Aim of the exercise
Say how many lines in the data hold "ExtractionService". Nothing else belongs in the answer.

Records for this exercise
// Copyright (c) 2025 Kirky.X
//
// Licensed under the MIT License
// See LICENSE file in the project root for full license information.

use crate::domain::models::notification::ApplicationNotification;
use chrono::{DateTime, Utc};
use serde::{Deserialize, Serialize};

/// 候选人（上游完整数据）
#[derive(Debug, Clone, PartialEq, Eq, Serialize, Deserialize)]
pub struct Candidate {
    #[serde(alias = "ID")]
    pub id: String,
    #[serde(alias = "FullName", alias = "fullName", default)]
    pub full_name: String,
    #[serde(alias = "Email", default)]
    pub email: String,
}

/// 职位（上游完整数据）
#[derive(Debug, Clone, PartialEq, Eq, Serialize, Deserialize)]
pub struct Job {
    #[serde(alias = "ID")]
    pub id: String,
    #[serde(alias = "Name", default)]
    pub name: String,
    #[serde(alias = "Description", default)]
    pub description: String,
}

/// 富化记录
///
/// 由两次抓取结果与通知中的关联字段合并而成；创建后不可变，交给存储阶段后即被丢弃。
#[derive(Debug, Clone, PartialEq, Serialize, Deserialize)]
pub struct EnrichmentRecord {
    /// 触发本次富化的钩子ID
    pub hook_id: String,
    /// 动作标签
    pub action: String,
    /// 关联账户
    pub linked_account: String,
    /// 申请ID
    pub application_id: String,
    /// 申请的远端ID
    pub remote_id: String,
    /// 当前阶段
    pub current_stage: String,
    pub candidate: Candidate,
    pub job: Job,
    /// 富化完成时间
    pub enriched_at: DateTime<Utc>,
}

impl EnrichmentRecord {
    /// 组装富化记录
    pub fn assemble(notification: &ApplicationNotification, candidate: Candidate, job: Job) -> Self {
        Self {
            hook_id: notification.hook.id.clone(),
            action: notification.hook.action.clone(),
            linked_account: notification.linked_account.clone(),
            application_id: notification.data.id.clone(),
            remote_id: notification.data.remote_id.clone(),
            current_stage: notification.data.current_stage.clone(),
            candidate,
            job,
            enriched_at: Utc::now(),
        }
    }
}
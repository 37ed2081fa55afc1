// Copyright (c) 2025 Kirky.X
//
// Licensed under the MIT License
// See LICENSE file in the project root for full license information.

pub mod fetcher;
pub mod rate_limiter;
pub mod reqwest_engine;
pub mod traits;
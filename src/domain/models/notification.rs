// Copyright (c) 2025 Kirky.X
//
// Licensed under the MIT License
// See LICENSE file in the project root for full license information.

use chrono::{DateTime, Utc};
use serde::{Deserialize, Serialize};

/// Webhook 钩子元信息
#[derive(Debug, Clone, Default, PartialEq, Serialize, Deserialize)]
pub struct Hook {
    /// 钩子ID
    pub id: String,
    /// 资源类型
    #[serde(default)]
    pub resource: String,
    /// 动作标签（created、updated 等）
    #[serde(default)]
    pub action: String,
    /// 目标
    #[serde(default)]
    pub target: String,
}

/// Webhook 通知载荷
///
/// 通知只携带资源的一小部分，完整数据需要从上游同步获取。
#[derive(Debug, Clone, PartialEq, Serialize, Deserialize)]
pub struct HookPayload<T> {
    pub hook: Hook,
    /// 关联账户
    #[serde(default)]
    pub linked_account: String,
    pub data: T,
}

/// 申请记录（通知中的数据部分）
///
/// `candidate` 与 `job` 是上游资源的标识符。
#[derive(Debug, Clone, Default, PartialEq, Serialize, Deserialize)]
pub struct Application {
    #[serde(default)]
    pub id: String,
    #[serde(default)]
    pub remote_id: String,
    #[serde(default)]
    pub candidate: String,
    #[serde(default)]
    pub job: String,
    #[serde(default)]
    pub applied_at: Option<DateTime<Utc>>,
    #[serde(default)]
    pub rejected_at: Option<DateTime<Utc>>,
    #[serde(default)]
    pub source: String,
    #[serde(default)]
    pub credited_to: Option<serde_json::Value>,
    #[serde(default)]
    pub current_stage: String,
    #[serde(default)]
    pub reject_reason: Option<serde_json::Value>,
    #[serde(default)]
    pub remote_data: Option<serde_json::Value>,
}

/// 申请变更通知
pub type ApplicationNotification = HookPayload<Application>;
// Copyright (c) 2025 Kirky.X
//
// Licensed under the MIT License
// See LICENSE file in the project root for full license information.

use scraper::{Html, Selector};
use thiserror::Error;

/// 提取错误类型
#[derive(Error, Debug)]
pub enum ExtractError {
    /// 选择器无效
    #[error("Invalid selector {0}")]
    InvalidSelector(String),
}

/// 结构化提取结果
#[derive(Debug, Clone, Default, PartialEq, Eq)]
pub struct Extraction {
    pub title: String,
    pub body_text: String,
    pub links: Vec<String>,
}

/// 结构化提取器特质
///
/// 每次调用都必须只依赖本次输入；实现不得在调用之间累积状态。
pub trait Extractor: Send + Sync {
    fn extract(&self, body: &[u8]) -> Result<Extraction, ExtractError>;
}

/// 提取服务
///
/// 基于 `scraper` 从 HTML 中提取标题、正文文本与链接。
#[derive(Debug, Clone, Copy, Default)]
pub struct ExtractionService;

impl ExtractionService {
    fn selector(css: &str) -> Result<Selector, ExtractError> {
        Selector::parse(css).map_err(|e| ExtractError::InvalidSelector(format!("{}: {}", css, e)))
    }
}

impl Extractor for ExtractionService {
    fn extract(&self, body: &[u8]) -> Result<Extraction, ExtractError> {
        let html = String::from_utf8_lossy(body);

        // Parsed per call; the document never outlives this function.
        let document = Html::parse_document(&html);
        let title_selector = Self::selector("title")?;
        let body_selector = Self::selector("body")?;
        let link_selector = Self::selector("a[href]")?;

        let title = document
            .select(&title_selector)
            .next()
            .map(|element| element.text().collect::<String>().trim().to_string())
            .unwrap_or_default();

        let body_text = document
            .select(&body_selector)
            .next()
            .map(|element| element.text().collect::<String>().trim().to_string())
            .unwrap_or_default();

        let links = document
            .select(&link_selector)
            .filter_map(|element| element.value().attr("href"))
            .map(|href| href.trim().to_string())
            .filter(|href| !href.is_empty())
            .collect();

        Ok(Extraction {
            title,
            body_text,
            links,
        })
    }
}
//! Local filesystem probe.
//!
//! Implements `FsProbe` against `std::fs`.

use crate::services::ports::fs::{ChildEntry, EntryMetadata, FsError, FsProbe, Result};
use std::fs;
use std::path::Path;

pub struct LocalFsProbe;

impl LocalFsProbe {
    pub fn new() -> Self {
        Self
    }
}

impl Default for LocalFsProbe {
    fn default() -> Self {
        Self::new()
    }
}

impl FsProbe for LocalFsProbe {
    fn exists(&self, path: &Path) -> bool {
        path.exists()
    }

    fn list_children(&self, path: &Path) -> Result<Vec<ChildEntry>> {
        let read = fs::read_dir(path).map_err(|e| FsError::from_io(e, path))?;

        // (is_dir, entry) pairs; is_dir only drives the sort below and is
        // best-effort, full metadata stays a separate stat call.
        let mut entries = Vec::new();
        for entry in read {
            let entry = entry.map_err(|e| FsError::from_io(e, path))?;
            let is_dir = entry.file_type().map(|t| t.is_dir()).unwrap_or(false);
            entries.push((
                is_dir,
                ChildEntry {
                    name: entry.file_name().to_string_lossy().to_string(),
                    path: entry.path(),
                },
            ));
        }

        entries.sort_by(|(a_dir, a), (b_dir, b)| match (a_dir, b_dir) {
            (true, false) => std::cmp::Ordering::Less,
            (false, true) => std::cmp::Ordering::Greater,
            _ => a.name.to_lowercase().cmp(&b.name.to_lowercase()),
        });

        Ok(entries.into_iter().map(|(_, entry)| entry).collect())
    }

    fn stat(&self, path: &Path) -> Result<EntryMetadata> {
        // fs::metadata follows symlinks; a symlink loop surfaces as an
        // io::Error here, which is exactly the per-entry failure contract.
        let meta = fs::metadata(path).map_err(|e| FsError::from_io(e, path))?;
        Ok(EntryMetadata {
            is_dir: meta.is_dir(),
            size: meta.len(),
            modified: meta.modified().ok(),
        })
    }
}
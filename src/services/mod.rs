//! Service layer: filesystem probing, tree materialization, refresh.

pub mod adapters;
pub mod ports;
pub mod refresh;
pub mod tree;

pub use refresh::{InvalidationReceiver, RefreshController, TreeInvalidated};
pub use tree::{Listing, TreeBuilder, TreeNotice};
//! Service ports: traits + data contracts.

pub mod fs;

pub use fs::{ChildEntry, EntryMetadata, FsError, FsProbe, Result as FsResult};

Answer to this problem
3